Grammy Award–winning pianist, bandleader, and composer Cedar Walton (1934–2013) is a major figure in jazz, associated with a variety of styles from bebop to funk and famous for composing several standards. Born and raised in Dallas, Walton studied music in Denver, where he jammed with musicians such as Charlie Parker and John Coltrane. In 1955, Walton moved to New York, immediately gaining recognition from notable musicians and nightclub proprietors. When Walton returned to the U.S. after serving abroad in the Army, he joined Benny Golson and Art Farmer’s Jazztet. Later, he became both pianist and arranger for Art Blakey’s Jazz Messengers.
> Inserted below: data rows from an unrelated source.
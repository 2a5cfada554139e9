//! Network Targeting Detection
//!
//! Một SSID bị ngắt kết nối nhiều lần trong 1 giờ = mạng đang bị nhắm tới.

use chrono::{DateTime, Local};

use crate::logic::alerts::{Alert, PatternKind};
use crate::logic::config::DetectorConfig;
use crate::logic::connection::snapshot::UNKNOWN_SSID;
use crate::logic::history::DisconnectEvent;

pub const NAME: &str = "network_targeting";

const THREAT_SCORE: u8 = 7;

/// Disconnect counts per SSID, in order of first appearance.
/// Events without a usable SSID are skipped.
pub fn count_by_ssid(events: &[DisconnectEvent]) -> Vec<(String, usize)> {
    let mut counts: Vec<(String, usize)> = Vec::new();
    for event in events {
        let Some(ssid) = event.ssid.as_deref() else {
            continue;
        };
        if ssid.is_empty() || ssid == UNKNOWN_SSID {
            continue;
        }
        match counts.iter_mut().find(|(s, _)| s == ssid) {
            Some((_, n)) => *n += 1,
            None => counts.push((ssid.to_string(), 1)),
        }
    }
    counts
}

/// One alert per SSID at or over the threshold
pub fn detect(events: &[DisconnectEvent], config: &DetectorConfig, now: DateTime<Local>) -> Vec<Alert> {
    count_by_ssid(events)
        .into_iter()
        .filter(|(_, count)| *count >= config.targeting_min_disconnects)
        .map(|(ssid, count)| {
            Alert::new(
                PatternKind::NetworkTargeting,
                format!("Network targeting detected: {}", ssid),
                THREAT_SCORE,
                format!(
                    "Network '{}' targeted {} times in {} hour(s)",
                    ssid, count, config.targeting_window_hours
                ),
                now,
            )
            .with_network(Some(&ssid))
        })
        .collect()
}

// ============================================================================
// TESTS
// ============================================================================
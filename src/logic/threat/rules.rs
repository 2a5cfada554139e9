//! Threat Scoring Rules & Thresholds
//!
//! Định nghĩa điểm cộng cho từng yếu tố khi chấm điểm một lần mất kết nối.
//! KHÔNG chứa logic score - chỉ constants và config.

use serde::{Deserialize, Serialize};

use crate::logic::config::DetectorConfig;

// ============================================================================
// SCORE SCALE
// ============================================================================

/// Highest possible threat score
pub const MAX_SCORE: u8 = 10;

// ============================================================================
// FACTOR 1: CONNECTION DURATION
// ============================================================================

/// Below this many seconds the connection was "very short"
pub const SHORT_CONNECTION_SECS: f64 = 30.0;
pub const SHORT_CONNECTION_POINTS: u8 = 6;

/// Below this many seconds the connection was "brief"
pub const BRIEF_CONNECTION_SECS: f64 = 120.0;
pub const BRIEF_CONNECTION_POINTS: u8 = 3;

// ============================================================================
// FACTOR 2: SIGNAL AT DISCONNECT
// ============================================================================

/// Above this the link was strong; strong-signal drops are abnormal
pub const STRONG_SIGNAL_PERCENT: u8 = 70;
pub const STRONG_SIGNAL_POINTS: u8 = 4;

pub const MODERATE_SIGNAL_PERCENT: u8 = 50;
pub const MODERATE_SIGNAL_POINTS: u8 = 2;

// ============================================================================
// FACTOR 3: DISCONNECT FREQUENCY
// ============================================================================

pub const FREQUENCY_WINDOW_MINUTES: i64 = 5;

pub const BURST_DISCONNECTS: usize = 3;
pub const BURST_POINTS: u8 = 8;

pub const REPEAT_DISCONNECTS: usize = 2;
pub const REPEAT_POINTS: u8 = 5;

// ============================================================================
// FACTOR 4: TIME OF DAY
// ============================================================================

/// Local hours before this are off-hours
pub const OFF_HOURS_BEFORE: u32 = 6;
/// Local hours after this are off-hours
pub const OFF_HOURS_AFTER: u32 = 22;
pub const OFF_HOURS_POINTS: u8 = 2;

// ============================================================================
// FACTOR 5: SIGNAL DROP BEFORE DISCONNECT
// ============================================================================

/// Look-back for the signal swing check
pub const SIGNAL_DROP_WINDOW_MINUTES: i64 = 2;
pub const SIGNAL_DROP_POINTS: u8 = 6;

// ============================================================================
// FACTOR 6: SAME NETWORK TARGETED
// ============================================================================

pub const SAME_SSID_DISCONNECTS: usize = 2;
pub const SAME_SSID_POINTS: u8 = 5;

// ============================================================================
// CONFIGURABLE RULES
// ============================================================================

/// Scoring knobs that follow the detector config
#[derive(Debug, Clone, PartialEq, Serialize, Deserialize)]
pub struct ScoringRules {
    pub frequency_window_minutes: i64,
    pub short_connection_secs: f64,
    pub brief_connection_secs: f64,
}

impl Default for ScoringRules {
    fn default() -> Self {
        Self {
            frequency_window_minutes: FREQUENCY_WINDOW_MINUTES,
            short_connection_secs: SHORT_CONNECTION_SECS,
            brief_connection_secs: BRIEF_CONNECTION_SECS,
        }
    }
}

impl ScoringRules {
    pub fn from_config(config: &DetectorConfig) -> Self {
        Self {
            frequency_window_minutes: config.suspicious_window_minutes,
            short_connection_secs: config.minimum_connection_secs,
            ..Default::default()
        }
    }
}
Next, he worked as part of Prestige Records’s house rhythm section, recording with numerous greats and releasing his own albums.
One hallmark of Walton’s impact is his numerous long-term collaborations with giants such as trombonist Curtis Fuller and drummer Billy Higgins. By the end of his career, Walton’s discography, as both band member and bandleader, included many dozens of vaunted recordings with some of the most notable jazz musicians of the 1960s through the first decade of the twenty-first century.
Ben Markley conducted more than seventy-five interviews with friends and family members, musicians who played with or were otherwise influenced by Walton, and industry figures such as club owners. Musicians interviewed include such stars as Jimmy Heath, Benny Golson, and Ron Carter. Walton’s wife Martha shared her extensive archives of photos, ephemera such as fliers and tour itineraries, and letters.